> _Your assignment_
Would you write out, exactly as they stand, all lines from the one containing "assert!(v <= 0xf1);" through the end of the listing below, and only those?
____ Entries supplied
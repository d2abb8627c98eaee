// A memory management unit (MMU), sometimes called paged memory management unit (PMMU), is a computer hardware unit
// having all memory references passed through itself, primarily performing the translation of virtual memory addresses
// to physical addresses.
use super::apu::Apu;
use super::cartridge::{self, Cartridge};
use super::convention::Term;
use super::gpu::{Gpu, Hdma, HdmaMode};
use super::intf::Intf;
use super::joypad::Joypad;
use super::memory::Memory;
use super::serial::Serial;
use super::timer::Timer;
use std::cell::RefCell;
use std::path::Path;
use std::rc::Rc;

#[derive(Clone, Copy, Eq, PartialEq)]
pub enum Speed {
    Normal = 0x01,
    Double = 0x02,
}

pub struct Mmunit {
    pub cartridge: Box<dyn Cartridge>,
    pub apu: Apu,
    pub gpu: Gpu,
    pub joypad: Joypad,
    pub serial: Serial,
    pub shift: bool,
    pub speed: Speed,
    pub term: Term,
    pub timer: Timer,
    inte: u8,
    intf: Rc<RefCell<Intf>>,
    hdma: Hdma,
    hram: [u8; 0x7f],
    wram: [u8; 0x8000],
    wram_bank: usize,
}

impl Mmunit {
    pub fn power_up(path: impl AsRef<Path>) -> Self {
        let cart = cartridge::power_up(path);
        let term = match cart.get(0x0143) & 0x80 {
            0x80 => Term::GBC,
            _ => Term::GB,
        };
        let intf = Rc::new(RefCell::new(Intf::power_up()));
        let mut r = Self {
            cartridge: cart,
            apu: Apu::power_up(48000),
            gpu: Gpu::power_up(term, intf.clone()),
            joypad: Joypad::power_up(intf.clone()),
            serial: Serial::power_up(intf.clone()),
            shift: false,
            speed: Speed::Normal,
            term,
            timer: Timer::power_up(intf.clone()),
            inte: 0x00,
            intf: intf.clone(),
            hdma: Hdma::power_up(),
            hram: [0x00; 0x7f],
            wram: [0x00; 0x8000],
            wram_bank: 0x01,
        };
        r.set(0xff05, 0x00);
        r.set(0xff06, 0x00);
        r.set(0xff07, 0x00);
        r.set(0xff10, 0x80);
        r.set(0xff11, 0xbf);
        r.set(0xff12, 0xf3);
        r.set(0xff14, 0xbf);
        r.set(0xff16, 0x3f);
        r.set(0xff16, 0x3f);
        r.set(0xff17, 0x00);
        r.set(0xff19, 0xbf);
        r.set(0xff1a, 0x7f);
        r.set(0xff1b, 0xff);
        r.set(0xff1c, 0x9f);
        r.set(0xff1e, 0xff);
        r.set(0xff20, 0xff);
        r.set(0xff21, 0x00);
        r.set(0xff22, 0x00);
        r.set(0xff23, 0xbf);
        r.set(0xff24, 0x77);
        r.set(0xff25, 0xf3);
        r.set(0xff26, 0xf1);
        r.set(0xff40, 0x91);
        r.set(0xff42, 0x00);
        r.set(0xff43, 0x00);
        r.set(0xff45, 0x00);
        r.set(0xff47, 0xfc);
        r.set(0xff48, 0xff);
        r.set(0xff49, 0xff);
        r.set(0xff4a, 0x00);
        r.set(0xff4b, 0x00);
        r
    }
}

impl Mmunit {
    pub fn next(&mut self, cycles: u32) -> u32 {
        let cpu_divider = self.speed as u32;
        let vram_cycles = self.run_dma();
        let gpu_cycles = cycles / cpu_divider + vram_cycles;
        let cpu_cycles = cycles + vram_cycles * cpu_divider;
        self.timer.next(cpu_cycles);
        self.gpu.next(gpu_cycles);
        self.apu.next(gpu_cycles);
        gpu_cycles
    }

    pub fn switch_speed(&mut self) {
        if self.shift {
            if self.speed == Speed::Double {
                self.speed = Speed::Normal;
            } else {
                self.speed = Speed::Double;
            }
        }
        self.shift = false;
    }

    fn run_dma(&mut self) -> u32 {
        if !self.hdma.active {
            return 0;
        }
        match self.hdma.mode {
            HdmaMode::Gdma => {
                let len = u32::from(self.hdma.remain) + 1;
                for _ in 0..len {
                    self.run_dma_hrampart();
                }
                self.hdma.active = false;
                len * 8
            }
            HdmaMode::Hdma => {
                if !self.gpu.h_blank {
                    return 0;
                }
                self.run_dma_hrampart();
                if self.hdma.remain == 0x7f {
                    self.hdma.active = false;
                }
                8
            }
        }
    }

    fn run_dma_hrampart(&mut self) {
        let mmu_src = self.hdma.src;
        for i in 0..0x10 {
            let b: u8 = self.get(mmu_src + i);
            self.gpu.set(self.hdma.dst + i, b);
        }
        self.hdma.src += 0x10;
        self.hdma.dst += 0x10;
        if self.hdma.remain == 0 {
            self.hdma.remain = 0x7f;
        } else {
            self.hdma.remain -= 1;
        }
    }
}

impl Memory for Mmunit {
    fn get(&self, a: u16) -> u8 {
        match a {
            0x0000..=0x7fff => self.cartridge.get(a),
            0x8000..=0x9fff => self.gpu.get(a),
            0xa000..=0xbfff => self.cartridge.get(a),
            0xc000..=0xcfff => self.wram[a as usize - 0xc000],
            0xd000..=0xdfff => self.wram[a as usize - 0xd000 + 0x1000 * self.wram_bank],
            0xe000..=0xefff => self.wram[a as usize - 0xe000],
            0xf000..=0xfdff => self.wram[a as usize - 0xf000 + 0x1000 * self.wram_bank],
            0xfe00..=0xfe9f => self.gpu.get(a),
            0xfea0..=0xfeff => 0x00,
            0xff00 => self.joypad.get(a),
            0xff01..=0xff02 => self.serial.get(a),
            0xff04..=0xff07 => self.timer.get(a),
            0xff0f => self.intf.borrow().data,
            0xff10..=0xff3f => self.apu.get(a),
            0xff4d => {
                let a = if self.speed == Speed::Double { 0x80 } else { 0x00 };
                let b = if self.shift { 0x01 } else { 0x00 };
                a | b
            }
            0xff40..=0xff45 | 0xff47..=0xff4b | 0xff4f => self.gpu.get(a),
            0xff51..=0xff55 => self.hdma.get(a),
            0xff68..=0xff6b => self.gpu.get(a),
            0xff70 => self.wram_bank as u8,
            0xff80..=0xfffe => self.hram[a as usize - 0xff80],
            0xffff => self.inte,
            _ => 0x00,
        }
    }

    fn set(&mut self, a: u16, v: u8) {
        match a {
            0x0000..=0x7fff => self.cartridge.set(a, v),
            0x8000..=0x9fff => self.gpu.set(a, v),
            0xa000..=0xbfff => self.cartridge.set(a, v),
            0xc000..=0xcfff => self.wram[a as usize - 0xc000] = v,
            0xd000..=0xdfff => self.wram[a as usize - 0xd000 + 0x1000 * self.wram_bank] = v,
            0xe000..=0xefff => self.wram[a as usize - 0xe000] = v,
            0xf000..=0xfdff => self.wram[a as usize - 0xf000 + 0x1000 * self.wram_bank] = v,
            0xfe00..=0xfe9f => self.gpu.set(a, v),
            0xfea0..=0xfeff => {}
            0xff00 => self.joypad.set(a, v),
            0xff01..=0xff02 => self.serial.set(a, v),
            0xff04..=0xff07 => self.timer.set(a, v),
            0xff10..=0xff3f => self.apu.set(a, v),
            0xff46 => {
                // Writing to this register launches a DMA transfer from ROM or RAM to OAM memory (sprite attribute
                // table).
                // See: http://gbdev.gg8.se/wiki/articles/Video_Display#FF46_-_DMA_-_DMA_Transfer_and_Start_Address_.28R.2FW.29
                assert!(v <= 0xf1);
                let base = u16::from(v) << 8;
                for i in 0..0xa0 {
                    let b = self.get(base + i);
                    self.set(0xfe00 + i, b);
                }
            }
            0xff4d => self.shift = (v & 0x01) == 0x01,
            0xff40..=0xff45 | 0xff47..=0xff4b | 0xff4f => self.gpu.set(a, v),
            0xff51..=0xff55 => self.hdma.set(a, v),
            0xff68..=0xff6b => self.gpu.set(a, v),
            0xff0f => self.intf.borrow_mut().data = v,
            0xff70 => {
                self.wram_bank = match v & 0x7 {
                    0 => 1,
                    n => n as usize,
                };
            }
            0xff80..=0xfffe => self.hram[a as usize - 0xff80] = v,
            0xffff => self.inte = v,
            _ => {}
        }
    }
}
________
> _Expected answer_
                assert!(v <= 0xf1);
                let base = u16::from(v) << 8;
                for i in 0..0xa0 {
                    let b = self.get(base + i);
                    self.set(0xfe00 + i, b);
                }
            }
            0xff4d => self.shift = (v & 0x01) == 0x01,
            0xff40..=0xff45 | 0xff47..=0xff4b | 0xff4f => self.gpu.set(a, v),
            0xff51..=0xff55 => self.hdma.set(a, v),
            0xff68..=0xff6b => self.gpu.set(a, v),
            0xff0f => self.intf.borrow_mut().data = v,
            0xff70 => {
                self.wram_bank = match v & 0x7 {
                    0 => 1,
                    n => n as usize,
                };
            }
            0xff80..=0xfffe => self.hram[a as usize - 0xff80] = v,
            0xffff => self.inte = v,
            _ => {}
        }
    }
}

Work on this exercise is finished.